There are six main reef framework-forming coral species in deep waters (Freiwald et al., 2004). The most widespread is L. pertusa, which forms bush-like colonies that can measure several metres across consisting of many thousands of coral polyps (Freiwald et al., 2004). Over time, continual coral growth can produce large reef structures often dominated by L. pertusa but also containing other secondary framework-constructing Scleractinia of the genera Madrepora, Desmophyllum, Oculina, Goniocorella and Solenosmillia (Rogers, 1999; Tyler and Zibrowius, 1992). The classic definition of a reef is a submerged structure rising from the surrounding seafloor that forms a hazard to shipping (Wood, 1999). However, most records of L. pertusa originate from deeper waters in high latitudes in the north-east Atlantic and have a cosmopolitan distribution throughout the Atlantic Ocean (Zibrowius, 1980). Here, we use the term reef to describe biogenic structures formed by L. pertusa frameworks that alter sediment deposition, provide complex structural habitat, and are subject to the processes of growth and (bio)erosion (Rogers, 1999; Roberts et al., 2006).
There are two main hypotheses for the major environmental drivers of L. pertusa distribution. Most observations of cold-water corals have been in areas with accelerated currents, such as on sloping topography and topographic highs (Dons, 1944; Strømgren, 1971; Genin et al., 1986; Frederiksen et al., 1992). Currents are thought to concentrate food supply to certain areas (“current acceleration hypothesis” Mortensen et al., 2001; Thiem et al., 2006; Kiriakoulakis et al., 2007).

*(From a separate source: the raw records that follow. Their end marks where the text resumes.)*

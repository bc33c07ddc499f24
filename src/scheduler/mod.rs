//! Deferred actions
//!
//! The block defers its resizes through a `Scheduler`: the browser build
//! uses `setTimeout`, tests use a virtual clock.

pub mod browser;
pub mod manual;

pub use browser::BrowserScheduler;
pub use manual::ManualScheduler;

use crate::errors::Result;

/// Identifies one scheduled action so it can be cancelled
#[derive(Clone, Copy, Debug, PartialEq, Eq, Hash, PartialOrd, Ord)]
pub struct TimerHandle(pub i32);

/// A one-shot deferred action
pub type Task = Box<dyn FnOnce()>;

pub trait Scheduler {
    /// Run `task` once, `delay_ms` milliseconds from now
    fn schedule(&self, delay_ms: u32, task: Task) -> Result<TimerHandle>;

    /// Drop a pending action. Unknown or already fired handles are ignored.
    fn cancel(&self, handle: TimerHandle);
}
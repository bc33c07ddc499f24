//! Error types for the raw HTML block

use thiserror::Error;

/// Errors raised by block operations and the host abstractions beneath them
#[derive(Debug, Clone, PartialEq, Eq, Error)]
pub enum BlockError {
    /// `save` was handed a view with no text input inside it.
    /// Only a broken host integration can cause this.
    #[error("view does not contain a raw HTML text input")]
    MissingInput,

    /// The block was disposed and can no longer render
    #[error("block has been disposed")]
    Disposed,

    /// A view surface operation failed (e.g. a DOM exception)
    #[error("view surface error: {0}")]
    Surface(String),

    /// A deferred action could not be scheduled
    #[error("scheduler error: {0}")]
    Scheduler(String),
}

pub type Result<T> = std::result::Result<T, BlockError>;
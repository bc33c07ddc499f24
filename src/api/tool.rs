//! `RawTool`: the block tool class the host editor loads
//!
//! Mirrors the host's block-tool contract: static descriptors, a constructor
//! taking `{ data, config, api, readOnly }`, `render`, `save` and `destroy`.

use std::rc::Rc;

use wasm_bindgen::prelude::*;
use web_sys::HtmlElement;

use crate::api::helpers::{block_error, deserialize_or_default, get_field, serialize};
use crate::block::RawBlock;
use crate::models::{BlockConfig, BlockData, BlockParams, HostStyles};
use crate::scheduler::BrowserScheduler;
use crate::tool;
use crate::view::DomSurface;
use crate::wasm_info;

#[wasm_bindgen]
pub struct RawTool {
    block: RawBlock<DomSurface, BrowserScheduler>,
}

/// Decode the host's constructor bundle
fn params_from_js(value: &JsValue) -> Result<BlockParams, JsValue> {
    let data: BlockData = deserialize_or_default(get_field(value, "data")?, "Invalid block data")?;
    let config: BlockConfig =
        deserialize_or_default(get_field(value, "config")?, "Invalid tool config")?;

    // `api` carries methods too; only its style names are needed
    let api = get_field(value, "api")?;
    let styles: HostStyles =
        deserialize_or_default(get_field(&api, "styles")?, "Invalid api.styles")?;

    // any truthy value means read-only, as the host passes it through untyped
    let read_only = get_field(value, "readOnly")?.is_truthy();

    Ok(BlockParams {
        data,
        config,
        styles,
        read_only,
    })
}

#[wasm_bindgen]
impl RawTool {
    #[wasm_bindgen(constructor)]
    pub fn new(params: JsValue) -> Result<RawTool, JsValue> {
        let params = params_from_js(&params)?;
        let surface = DomSurface::new().map_err(block_error)?;
        let scheduler = BrowserScheduler::new().map_err(block_error)?;

        wasm_info!(
            "RawTool created ({} bytes, read_only={})",
            params.data.html.len(),
            params.read_only
        );

        Ok(RawTool {
            block: RawBlock::new(params, Rc::new(surface), Rc::new(scheduler)),
        })
    }

    #[wasm_bindgen(getter = isReadOnlySupported)]
    pub fn is_read_only_supported() -> bool {
        tool::is_read_only_supported()
    }

    #[wasm_bindgen(getter = displayInToolbox)]
    pub fn display_in_toolbox() -> bool {
        tool::display_in_toolbox()
    }

    #[wasm_bindgen(getter = enableLineBreaks)]
    pub fn enable_line_breaks() -> bool {
        tool::enable_line_breaks()
    }

    #[wasm_bindgen(getter)]
    pub fn toolbox() -> Result<JsValue, JsValue> {
        serialize(&tool::toolbox(), "Failed to serialize toolbox")
    }

    #[wasm_bindgen(getter)]
    pub fn sanitize() -> Result<JsValue, JsValue> {
        serialize(&tool::sanitize(), "Failed to serialize sanitize config")
    }

    #[wasm_bindgen(getter = DEFAULT_PLACEHOLDER)]
    pub fn default_placeholder() -> String {
        tool::DEFAULT_PLACEHOLDER.to_string()
    }

    /// Build the block's wrapper element
    pub fn render(&self) -> Result<HtmlElement, JsValue> {
        self.block.render().map_err(block_error)
    }

    /// Extract `{ html }` from the wrapper returned by `render`
    pub fn save(&self, wrapper: HtmlElement) -> Result<JsValue, JsValue> {
        let data = self.block.save(&wrapper).map_err(block_error)?;
        serialize(&data, "Failed to serialize block data")
    }

    /// Called by the host when the block is removed
    pub fn destroy(&self) {
        self.block.dispose();
    }
}

/// All static descriptors as one plain object
#[wasm_bindgen(js_name = rawToolCapabilities)]
pub fn raw_tool_capabilities() -> Result<JsValue, JsValue> {
    serialize(&tool::capabilities(), "Failed to serialize capabilities")
}
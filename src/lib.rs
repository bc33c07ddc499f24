//! Raw HTML Block WASM Module
//!
//! A block tool for a block-structured rich-text editor that stores whatever
//! markup the user types, verbatim. The block logic is host independent
//! (`block`, `view`, `scheduler`); `api` exports it to JavaScript.

pub mod api;
pub mod block;
pub mod errors;
pub mod models;
pub mod scheduler;
pub mod tool;
pub mod view;

// Re-export commonly used types
pub use block::{CssClasses, RawBlock};
pub use errors::BlockError;
pub use models::{
    BlockConfig, BlockData, BlockParams, HostStyles, SanitizePolicy, ToolboxDescriptor,
};

use wasm_bindgen::prelude::*;

// This is like the `main` function, but for WASM modules.
#[wasm_bindgen(start)]
pub fn main() {
    #[cfg(feature = "console_error_panic_hook")]
    console_error_panic_hook::set_once();

    #[cfg(feature = "console_log")]
    if let Err(e) = console_log::init_with_level(log::Level::Debug) {
        wasm_error!("failed to initialize logger: {}", e);
    }

    log::info!("Raw HTML block WASM module initialized");
}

On the reef, strong currents may also limit smothering by reducing sediment deposition (White et al., 2005). On some sloping topography, breaking internal waves can resuspend organic matter or mix surface waters, which also results in increased food supply (Frederiksen et al., 1992). A contrasting hypothesis suggests that the occurrence of cold-water coral reefs is directly associated with the seepage of light hydrocarbons through the seafloor (“hydraulic theory” Hovland and Thomsen, 1997; Hovland and Risk, 2003). Yet, even though some reefs have been found close to seeps and pockmarks, most are not (Roberts et al., 2006). Recent drilling of the Challenger Mound showed no evidence of mound genesis or growth being related to seepages (Williams et al., 2006), and isotopic analyses of L. pertusa do not indicate a seep-based food chain (Spiro et al., 2000; Duineveld et al., 2004).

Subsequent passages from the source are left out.